Anthony Crespin was losing his head and his temper. “Will you be so kind as to come to the point, sir?” he stormed.
“Gently, Major!” Rukh said soothingly. “We shall reach it soon enough.” He turned to Lucilla, “Please remember, too, Madam, that autocracy is generally a theocracy to boot, and mine is a case in point. I am a slave to theology. The clerical party can do what it pleases with me, for there is no other party to oppose it. True I am my own Archbishop of Canterbury—‘but I have a partner: Mr. Jorkins’—I have a terribly exacting Archbishop of York. I fear I may have to introduce you to him to-morrow.”
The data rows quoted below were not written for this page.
//! Database comparison setup tool.
//!
//! Drives a remote comparison service: checks that both endpoints are
//! reachable, lists their tables, pairs tables by name and submits a
//! comparison request built from a mapping file.
//!
//! # Security Guarantees
//! - Secrets are read from the environment or a prompt, never from flags
//! - No credentials are logged or printed
//! - Submission documents are validated before they leave the process

use anyhow::{Context, bail};
use clap::Parser;
use dbcompare::{
    Cli, Command, CompareArgs, EndpointArgs, PrepareArgs, check_mappings_discovered,
    describe_outcome,
    load_endpoints_with_secrets, load_mappings, load_policy, render_dialects,
    write_mapping_skeleton,
};
use dbcompare_core::{
    EndpointRole, HttpComparisonService, ServiceConfig, SetupContext, SetupReport, assemble,
    initialize_schema_validator, logging::init_logging, probe,
};
use std::sync::Arc;
use tracing::{error, info, warn};

#[tokio::main]
async fn main() -> anyhow::Result<()> {
    let cli = Cli::parse();

    init_logging(cli.global.verbose, cli.global.quiet, cli.global.log_json)
        .context("Failed to initialize logging")?;

    if let Command::Dialects = cli.command {
        print!("{}", render_dialects());
        return Ok(());
    }

    let settings = cli.service.to_config()?;
    info!("Using comparison service {}", settings);

    match cli.command {
        Command::Test(args) => test_connections(&settings, &args).await,
        Command::Tables(args) => list_tables(&settings, &args).await,
        Command::Prepare(args) => prepare(&settings, &args).await,
        Command::Compare(args) => compare(&settings, &args).await,
        Command::Dialects => Ok(()),
    }
}

fn setup_context(settings: &ServiceConfig) -> anyhow::Result<SetupContext> {
    let service = HttpComparisonService::new(settings)?;
    Ok(SetupContext::new(Arc::new(service), settings.clone()))
}

/// Probes both endpoints concurrently without discovering tables.
async fn test_connections(settings: &ServiceConfig, args: &EndpointArgs) -> anyhow::Result<()> {
    let endpoints = load_endpoints_with_secrets(args)?;
    let service = HttpComparisonService::new(settings)?;
    let source = endpoints.source.with_default_port();
    let target = endpoints.target.with_default_port();

    let (source_result, target_result) = futures::future::join(
        probe(&service, EndpointRole::Source, &source, settings.probe_timeout),
        probe(&service, EndpointRole::Target, &target, settings.probe_timeout),
    )
    .await;

    let mut failed = false;
    for (config, result) in [(&source, source_result), (&target, target_result)] {
        match result {
            Ok(result) if result.is_success() => {
                info!("✓ {} connection test successful", result.role());
                println!("{}: connected to {}", result.role(), config);
            }
            Ok(result) => {
                failed = true;
                if let Some(reason) = result.failure_reason() {
                    error!("{}: {}", result.role(), reason);
                    println!("{}: {}", result.role(), reason);
                }
            }
            Err(e) => {
                failed = true;
                error!("{}", e);
                println!("{e}");
            }
        }
    }

    if failed {
        bail!("Connection test failed");
    }
    Ok(())
}

async fn run_setup(settings: &ServiceConfig, args: &EndpointArgs) -> anyhow::Result<SetupReport> {
    let endpoints = load_endpoints_with_secrets(args)?;
    let ctx = setup_context(settings)?;
    let report = ctx.prepare(endpoints.source, endpoints.target).await;

    for role in [EndpointRole::Source, EndpointRole::Target] {
        println!("{}", describe_outcome(role, report.outcome(role)));
    }
    Ok(report)
}

async fn list_tables(settings: &ServiceConfig, args: &EndpointArgs) -> anyhow::Result<()> {
    let report = run_setup(settings, args).await?;

    for role in [EndpointRole::Source, EndpointRole::Target] {
        if let Some(tables) = report.outcome(role).tables() {
            println!("\n{role} tables:");
            for table in tables {
                println!("  {table}");
            }
        }
    }

    if !(report.source.is_ready() && report.target.is_ready()) {
        bail!("Table discovery did not complete for both endpoints");
    }
    Ok(())
}

async fn prepare(settings: &ServiceConfig, args: &PrepareArgs) -> anyhow::Result<()> {
    let report = run_setup(settings, &args.endpoints).await?;
    let reconciliation = &report.reconciliation;

    println!("\nCommon tables ({}):", reconciliation.mappings.len());
    for mapping in &reconciliation.mappings {
        println!("  {} -> {}", mapping.source_table, mapping.target_table);
    }
    if !reconciliation.unmatched_source.is_empty() {
        println!("Only in source: {}", reconciliation.unmatched_source.join(", "));
    }
    if !reconciliation.unmatched_target.is_empty() {
        println!("Only in target: {}", reconciliation.unmatched_target.join(", "));
    }

    if let Some(path) = &args.write_mappings {
        write_mapping_skeleton(path, reconciliation)?;
        info!("✓ Mapping skeleton written to {}", path.display());
        println!("Add key columns to {} before running compare", path.display());
    }

    if !report.can_proceed() {
        warn!("Setup is incomplete; comparison cannot be submitted yet");
    }
    Ok(())
}

async fn compare(settings: &ServiceConfig, args: &CompareArgs) -> anyhow::Result<()> {
    let mappings = load_mappings(&args.mappings)?;
    let policy = load_policy(args.policy.as_deref())?;
    initialize_schema_validator().context("Failed to initialize submission schema")?;

    let endpoints = load_endpoints_with_secrets(&args.endpoints)?;
    let ctx = setup_context(settings)?;
    let report = ctx.prepare(endpoints.source, endpoints.target).await;
    for role in [EndpointRole::Source, EndpointRole::Target] {
        println!("{}", describe_outcome(role, report.outcome(role)));
    }

    let (source, target) = report.verified_endpoints()?;
    if let (Some(source_tables), Some(target_tables)) =
        (report.source.tables(), report.target.tables())
    {
        check_mappings_discovered(&mappings, source_tables, target_tables)?;
    }
    let request = assemble(source, target, policy, mappings)?;
    info!(
        "Submitting comparison {} with {} table mappings",
        request.request_id(),
        request.mappings().len()
    );

    let ticket = ctx.submit(&request).await?;
    info!("✓ Comparison submitted");
    println!("Comparison id: {}", ticket.comparison_id);

    if args.fetch {
        let outcome = ctx.fetch_outcome(&ticket).await?;
        let rendered = serde_json::to_string_pretty(&outcome.0)
            .context("Failed to render comparison result")?;
        println!("{rendered}");
    }
    Ok(())
}
//! Per-dialect connection and discovery rules.
//!
//! Each supported dialect has one [`DialectPolicy`] record. Adding a dialect
//! means adding a record here; probe and discovery code only ever consult
//! the table.

use crate::models::Dialect;

/// How tables are discovered for a dialect
#[derive(Debug, Clone, Copy, PartialEq, Eq)]
pub enum DiscoveryStrategy {
    /// Ask the service for the table list directly
    Listing,
    /// Run an owner-scoped catalog query, then one fallback query on failure
    FilteredQueryWithFallback,
}

/// Static rules for one dialect.
#[derive(Debug, Clone, Copy, PartialEq, Eq)]
pub struct DialectPolicy {
    pub dialect: Dialect,
    pub default_port: u16,
    pub mandatory_filter: bool,
    pub strategy: DiscoveryStrategy,
    /// Primary catalog query; `{filter}` is replaced by the owner name
    pub primary_query: Option<&'static str>,
    /// Query against the current principal's own tables
    pub fallback_query: Option<&'static str>,
}

const FILTER_PLACEHOLDER: &str = "{filter}";

static POLICIES: [DialectPolicy; 4] = [
    DialectPolicy {
        dialect: Dialect::MySql,
        default_port: 3306,
        mandatory_filter: false,
        strategy: DiscoveryStrategy::Listing,
        primary_query: None,
        fallback_query: None,
    },
    DialectPolicy {
        dialect: Dialect::PostgreSql,
        default_port: 5432,
        mandatory_filter: false,
        strategy: DiscoveryStrategy::Listing,
        primary_query: None,
        fallback_query: None,
    },
    DialectPolicy {
        dialect: Dialect::Oracle,
        default_port: 1521,
        mandatory_filter: true,
        strategy: DiscoveryStrategy::FilteredQueryWithFallback,
        primary_query: Some(
            "SELECT table_name FROM all_tables WHERE owner = '{filter}' ORDER BY table_name",
        ),
        fallback_query: Some("SELECT table_name FROM user_tables ORDER BY table_name"),
    },
    DialectPolicy {
        dialect: Dialect::SqlServer,
        default_port: 1433,
        mandatory_filter: false,
        strategy: DiscoveryStrategy::Listing,
        primary_query: None,
        fallback_query: None,
    },
];

/// Returns the policy record for a dialect.
pub fn policy(dialect: Dialect) -> &'static DialectPolicy {
    match dialect {
        Dialect::MySql => &POLICIES[0],
        Dialect::PostgreSql => &POLICIES[1],
        Dialect::Oracle => &POLICIES[2],
        Dialect::SqlServer => &POLICIES[3],
    }
}

/// All policy records, in display order.
pub fn policies() -> &'static [DialectPolicy] {
    &POLICIES
}

/// Conventional listener port for a dialect.
pub fn default_port(dialect: Dialect) -> u16 {
    policy(dialect).default_port
}

/// Whether discovery must be scoped by an owner filter.
pub fn requires_mandatory_filter(dialect: Dialect) -> bool {
    policy(dialect).mandatory_filter
}

pub fn discovery_strategy(dialect: Dialect) -> DiscoveryStrategy {
    policy(dialect).strategy
}

/// Builds the primary catalog query for an already-normalized owner name.
///
/// Returns `None` for dialects that discover by listing. Callers must pass a
/// value accepted by [`crate::security::is_catalog_identifier`].
pub fn primary_catalog_query(dialect: Dialect, filter: &str) -> Option<String> {
    policy(dialect)
        .primary_query
        .map(|template| template.replace(FILTER_PLACEHOLDER, filter))
}

pub fn fallback_catalog_query(dialect: Dialect) -> Option<&'static str> {
    policy(dialect).fallback_query
}

/// Advisory message when a port differs from the conventional one.
///
/// Only dialects with a fixed listener convention produce advice; the
/// connection attempt still proceeds.
pub fn port_advisory(dialect: Dialect, port: u16) -> Option<String> {
    let expected = default_port(dialect);
    (dialect == Dialect::Oracle && port != expected).then(|| {
        format!("{dialect} usually listens on port {expected}; {port} is configured")
    })
}
//! View mode and theme preferences, persisted to a key-value store.

use std::fmt;

use folio_store::KeyValueStore;

/// Store key for the selected theme.
pub const THEME_KEY: &str = "portfolio-theme";

/// Store key for the selected view mode.
pub const VIEW_MODE_KEY: &str = "portfolio-view-mode";

/// Top-level presentation mode. Exactly one is active.
#[derive(Debug, Clone, Copy, PartialEq, Eq, Hash, Default)]
pub enum ViewMode {
    #[default]
    Terminal,
    Normal,
    Game,
}

impl ViewMode {
    pub fn as_str(self) -> &'static str {
        match self {
            Self::Terminal => "terminal",
            Self::Normal => "normal",
            Self::Game => "game",
        }
    }

    pub fn from_name(name: &str) -> Option<Self> {
        match name {
            "terminal" => Some(Self::Terminal),
            "normal" => Some(Self::Normal),
            "game" => Some(Self::Game),
            _ => None,
        }
    }
}

impl fmt::Display for ViewMode {
    fn fmt(&self, f: &mut fmt::Formatter<'_>) -> fmt::Result {
        f.write_str(self.as_str())
    }
}

/// Color theme identifier.
#[derive(Debug, Clone, Copy, PartialEq, Eq, Hash, Default)]
pub enum Theme {
    #[default]
    Default,
    Matrix,
    Dracula,
    Solarized,
    Retro,
}

impl Theme {
    /// The supported theme set, in listing order.
    pub const ALL: [Theme; 5] = [
        Theme::Default,
        Theme::Matrix,
        Theme::Dracula,
        Theme::Solarized,
        Theme::Retro,
    ];

    pub fn as_str(self) -> &'static str {
        match self {
            Self::Default => "default",
            Self::Matrix => "matrix",
            Self::Dracula => "dracula",
            Self::Solarized => "solarized",
            Self::Retro => "retro",
        }
    }

    pub fn from_name(name: &str) -> Option<Self> {
        Self::ALL.into_iter().find(|t| t.as_str() == name)
    }
}

impl fmt::Display for Theme {
    fn fmt(&self, f: &mut fmt::Formatter<'_>) -> fmt::Result {
        f.write_str(self.as_str())
    }
}

/// The two persisted preference flags.
#[derive(Debug, Clone, Copy, PartialEq, Eq, Default)]
pub struct Preferences {
    pub theme: Theme,
    pub view_mode: ViewMode,
}

impl Preferences {
    /// Read both flags from the store.
    ///
    /// Absent, unreadable or unrecognized values fall back to the defaults.
    /// A stored `game` view restores to `terminal`, since no game session
    /// survives a restart.
    pub fn load(store: &dyn KeyValueStore) -> Self {
        let theme = read(store, THEME_KEY, Theme::from_name).unwrap_or_default();
        let view_mode = match read(store, VIEW_MODE_KEY, ViewMode::from_name) {
            Some(ViewMode::Game) => {
                log::debug!("Stored view mode 'game' restored as 'terminal'");
                ViewMode::Terminal
            },
            Some(mode) => mode,
            None => ViewMode::default(),
        };
        log::info!("Preferences loaded: theme={theme}, view={view_mode}");
        Self { theme, view_mode }
    }

    /// Write the theme flag. Failures are logged and otherwise ignored.
    pub fn persist_theme(store: &mut dyn KeyValueStore, theme: Theme) {
        write(store, THEME_KEY, theme.as_str());
    }

    /// Write the view mode flag. Failures are logged and otherwise ignored.
    pub fn persist_view_mode(store: &mut dyn KeyValueStore, mode: ViewMode) {
        write(store, VIEW_MODE_KEY, mode.as_str());
    }
}

fn read<T>(store: &dyn KeyValueStore, key: &str, parse: fn(&str) -> Option<T>) -> Option<T> {
    match store.get(key) {
        Ok(Some(raw)) => {
            let parsed = parse(&raw);
            if parsed.is_none() {
                log::warn!("Ignoring unrecognized value '{raw}' for '{key}'");
            }
            parsed
        },
        Ok(None) => None,
        Err(e) => {
            log::warn!("Failed to read '{key}': {e}");
            None
        },
    }
}

fn write(store: &mut dyn KeyValueStore, key: &str, value: &str) {
    if let Err(e) = store.set(key, value) {
        log::warn!("Failed to persist '{key}={value}': {e}");
    }
}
Lucilla Crespin lifted a drawn face, but she looked him straight in the eyes—and there were both defiance and entreaty in hers. “You are torturing us, Your Highness,” she told him simply. “Like my husband, I beg you to come to the point.”
“The point is, dear lady,” the Raja answered her sadly, “that the theology on which, as I say, my whole power is founded, has not yet emerged from the Mosaic stage of development: It demands an eye for an eye, a tooth for a tooth—”
There was a pause.
“—a life for a life.”
There was a pause—longer, tenser, a terrible hopeless pause. Crespin sagged in his chair, his miserable eyes fixed on his wife’s face, seeing nothing, thinking of nothing but her. She sat where she was, statue-like in her motionless horror. Traherne never lowered his look from Rukh’s expressionless face.
Again the wild bird cried, nearer now; they could hear the beat of its great angry wings.
Dr. Traherne spoke first. “You mean to say—”
“Unfortunately I do,” the Raja replied.